[Directions for this task]:
Each line of the records that holds "RefreshSummary" should be shown in full.
- Opening Delimiter -
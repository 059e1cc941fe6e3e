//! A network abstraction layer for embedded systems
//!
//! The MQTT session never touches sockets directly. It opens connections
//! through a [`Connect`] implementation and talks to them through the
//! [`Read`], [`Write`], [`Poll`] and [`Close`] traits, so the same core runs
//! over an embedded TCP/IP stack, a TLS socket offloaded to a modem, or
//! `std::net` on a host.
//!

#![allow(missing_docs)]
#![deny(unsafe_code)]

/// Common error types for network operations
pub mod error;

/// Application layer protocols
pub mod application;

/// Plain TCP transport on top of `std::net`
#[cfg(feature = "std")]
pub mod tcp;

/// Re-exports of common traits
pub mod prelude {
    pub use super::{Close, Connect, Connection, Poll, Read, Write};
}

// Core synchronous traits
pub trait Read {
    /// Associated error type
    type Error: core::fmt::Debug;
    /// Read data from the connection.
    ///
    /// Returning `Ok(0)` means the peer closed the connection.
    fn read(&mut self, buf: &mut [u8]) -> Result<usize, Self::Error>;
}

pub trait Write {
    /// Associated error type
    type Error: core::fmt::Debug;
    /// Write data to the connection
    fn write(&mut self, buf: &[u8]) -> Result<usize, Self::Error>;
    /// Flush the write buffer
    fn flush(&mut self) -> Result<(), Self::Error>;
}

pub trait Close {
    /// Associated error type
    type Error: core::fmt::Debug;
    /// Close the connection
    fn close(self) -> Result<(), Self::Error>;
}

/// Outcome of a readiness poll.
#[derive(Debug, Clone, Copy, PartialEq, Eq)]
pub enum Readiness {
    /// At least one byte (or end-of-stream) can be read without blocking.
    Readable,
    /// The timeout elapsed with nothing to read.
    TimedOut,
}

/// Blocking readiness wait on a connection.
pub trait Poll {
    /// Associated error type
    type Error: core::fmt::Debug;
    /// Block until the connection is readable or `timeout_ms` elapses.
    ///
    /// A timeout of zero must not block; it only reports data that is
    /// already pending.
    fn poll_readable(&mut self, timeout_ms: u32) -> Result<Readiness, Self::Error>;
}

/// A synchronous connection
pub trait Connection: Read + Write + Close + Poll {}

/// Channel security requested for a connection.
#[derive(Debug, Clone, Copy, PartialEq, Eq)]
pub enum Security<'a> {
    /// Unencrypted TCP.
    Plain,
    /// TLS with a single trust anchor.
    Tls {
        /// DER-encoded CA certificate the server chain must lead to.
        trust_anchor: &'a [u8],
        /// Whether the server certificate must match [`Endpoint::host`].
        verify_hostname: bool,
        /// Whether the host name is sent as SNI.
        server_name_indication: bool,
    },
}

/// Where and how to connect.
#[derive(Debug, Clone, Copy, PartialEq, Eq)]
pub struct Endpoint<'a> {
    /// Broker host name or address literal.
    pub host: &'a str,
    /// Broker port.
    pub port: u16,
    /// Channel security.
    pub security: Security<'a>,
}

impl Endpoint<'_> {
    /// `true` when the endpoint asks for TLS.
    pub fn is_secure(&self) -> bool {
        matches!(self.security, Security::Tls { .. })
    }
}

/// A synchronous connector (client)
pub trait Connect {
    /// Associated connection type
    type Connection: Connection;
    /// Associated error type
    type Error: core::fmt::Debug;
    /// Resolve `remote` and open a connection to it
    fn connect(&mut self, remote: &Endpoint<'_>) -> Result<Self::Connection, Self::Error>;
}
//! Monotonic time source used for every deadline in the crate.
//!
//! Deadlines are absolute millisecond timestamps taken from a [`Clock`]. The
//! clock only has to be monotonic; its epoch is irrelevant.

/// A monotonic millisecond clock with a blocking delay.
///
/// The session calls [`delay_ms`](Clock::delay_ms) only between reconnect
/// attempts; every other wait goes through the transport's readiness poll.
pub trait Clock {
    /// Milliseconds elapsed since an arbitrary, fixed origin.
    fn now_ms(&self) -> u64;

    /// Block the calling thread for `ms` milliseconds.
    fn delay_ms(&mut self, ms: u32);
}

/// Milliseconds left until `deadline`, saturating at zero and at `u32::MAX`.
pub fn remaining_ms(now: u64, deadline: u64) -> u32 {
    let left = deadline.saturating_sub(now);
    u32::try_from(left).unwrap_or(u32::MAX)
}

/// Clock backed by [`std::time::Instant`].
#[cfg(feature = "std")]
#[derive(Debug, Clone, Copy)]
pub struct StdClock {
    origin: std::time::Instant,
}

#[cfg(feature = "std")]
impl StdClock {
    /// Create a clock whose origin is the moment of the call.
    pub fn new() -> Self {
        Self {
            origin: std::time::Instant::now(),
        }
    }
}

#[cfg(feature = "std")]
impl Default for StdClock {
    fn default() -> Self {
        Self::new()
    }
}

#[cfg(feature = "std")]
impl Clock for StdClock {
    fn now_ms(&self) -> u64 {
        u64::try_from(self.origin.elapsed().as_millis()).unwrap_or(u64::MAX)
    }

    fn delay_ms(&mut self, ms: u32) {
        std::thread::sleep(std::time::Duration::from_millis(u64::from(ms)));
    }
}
- Closing Delimiter -
- Opening Delimiter -
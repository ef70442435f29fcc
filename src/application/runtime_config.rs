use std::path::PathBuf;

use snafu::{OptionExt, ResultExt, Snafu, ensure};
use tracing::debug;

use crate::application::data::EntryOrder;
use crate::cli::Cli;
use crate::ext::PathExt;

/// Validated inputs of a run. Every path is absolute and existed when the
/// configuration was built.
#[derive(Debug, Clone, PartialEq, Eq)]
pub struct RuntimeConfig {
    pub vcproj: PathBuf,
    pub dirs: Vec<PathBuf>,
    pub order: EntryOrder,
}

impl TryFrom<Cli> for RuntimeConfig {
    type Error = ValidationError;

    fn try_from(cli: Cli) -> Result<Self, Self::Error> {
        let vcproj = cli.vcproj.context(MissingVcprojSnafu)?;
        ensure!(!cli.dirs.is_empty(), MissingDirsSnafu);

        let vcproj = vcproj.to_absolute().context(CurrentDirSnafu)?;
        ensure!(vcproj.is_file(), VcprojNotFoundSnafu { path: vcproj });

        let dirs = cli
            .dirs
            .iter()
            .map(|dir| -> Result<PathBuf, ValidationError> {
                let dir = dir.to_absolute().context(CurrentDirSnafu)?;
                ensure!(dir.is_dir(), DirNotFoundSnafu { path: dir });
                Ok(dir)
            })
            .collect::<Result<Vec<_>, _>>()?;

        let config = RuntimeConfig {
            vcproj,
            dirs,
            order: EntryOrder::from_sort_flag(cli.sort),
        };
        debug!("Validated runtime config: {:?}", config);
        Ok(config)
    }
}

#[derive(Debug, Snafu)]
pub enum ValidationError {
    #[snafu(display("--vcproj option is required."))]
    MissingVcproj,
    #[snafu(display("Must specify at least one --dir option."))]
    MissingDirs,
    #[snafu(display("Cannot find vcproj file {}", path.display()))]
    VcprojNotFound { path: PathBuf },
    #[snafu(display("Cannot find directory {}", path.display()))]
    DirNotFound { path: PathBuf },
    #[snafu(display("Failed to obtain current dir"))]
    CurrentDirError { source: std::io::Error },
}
- Closing Delimiter -
- Opening Delimiter -
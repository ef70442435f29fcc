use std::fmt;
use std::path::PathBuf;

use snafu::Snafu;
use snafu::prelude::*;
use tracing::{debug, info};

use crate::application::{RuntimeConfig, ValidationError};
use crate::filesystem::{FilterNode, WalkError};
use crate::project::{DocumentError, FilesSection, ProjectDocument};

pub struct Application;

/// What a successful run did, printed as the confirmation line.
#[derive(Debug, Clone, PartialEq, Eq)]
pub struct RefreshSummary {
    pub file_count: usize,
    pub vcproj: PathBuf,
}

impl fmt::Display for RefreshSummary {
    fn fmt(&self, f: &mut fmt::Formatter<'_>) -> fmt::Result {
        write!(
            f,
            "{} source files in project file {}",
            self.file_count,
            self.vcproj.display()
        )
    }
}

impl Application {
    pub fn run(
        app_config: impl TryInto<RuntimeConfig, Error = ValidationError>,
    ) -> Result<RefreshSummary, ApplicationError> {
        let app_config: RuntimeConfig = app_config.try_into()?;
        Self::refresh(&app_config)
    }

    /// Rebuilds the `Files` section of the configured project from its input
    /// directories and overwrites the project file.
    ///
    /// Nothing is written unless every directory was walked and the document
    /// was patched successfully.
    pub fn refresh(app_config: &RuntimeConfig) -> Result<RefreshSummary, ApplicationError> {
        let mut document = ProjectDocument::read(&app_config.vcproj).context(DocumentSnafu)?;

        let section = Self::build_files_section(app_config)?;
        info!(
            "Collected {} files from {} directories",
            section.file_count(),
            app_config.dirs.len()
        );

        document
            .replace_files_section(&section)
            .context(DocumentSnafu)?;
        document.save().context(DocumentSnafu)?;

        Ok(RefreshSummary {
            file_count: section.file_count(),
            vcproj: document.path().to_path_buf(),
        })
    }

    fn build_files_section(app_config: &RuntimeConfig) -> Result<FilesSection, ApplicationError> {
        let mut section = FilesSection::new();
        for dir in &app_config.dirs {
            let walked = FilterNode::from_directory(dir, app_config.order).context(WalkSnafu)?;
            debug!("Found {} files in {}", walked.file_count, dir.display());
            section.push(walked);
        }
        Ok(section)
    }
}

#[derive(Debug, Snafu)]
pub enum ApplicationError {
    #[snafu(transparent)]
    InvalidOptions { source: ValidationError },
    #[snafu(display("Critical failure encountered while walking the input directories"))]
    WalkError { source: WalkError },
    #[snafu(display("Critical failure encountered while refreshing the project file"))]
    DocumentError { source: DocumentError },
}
- Closing Delimiter -
[Written response]:
pub struct RefreshSummary {
impl fmt::Display for RefreshSummary {
    ) -> Result<RefreshSummary, ApplicationError> {
    pub fn refresh(app_config: &RuntimeConfig) -> Result<RefreshSummary, ApplicationError> {
        Ok(RefreshSummary {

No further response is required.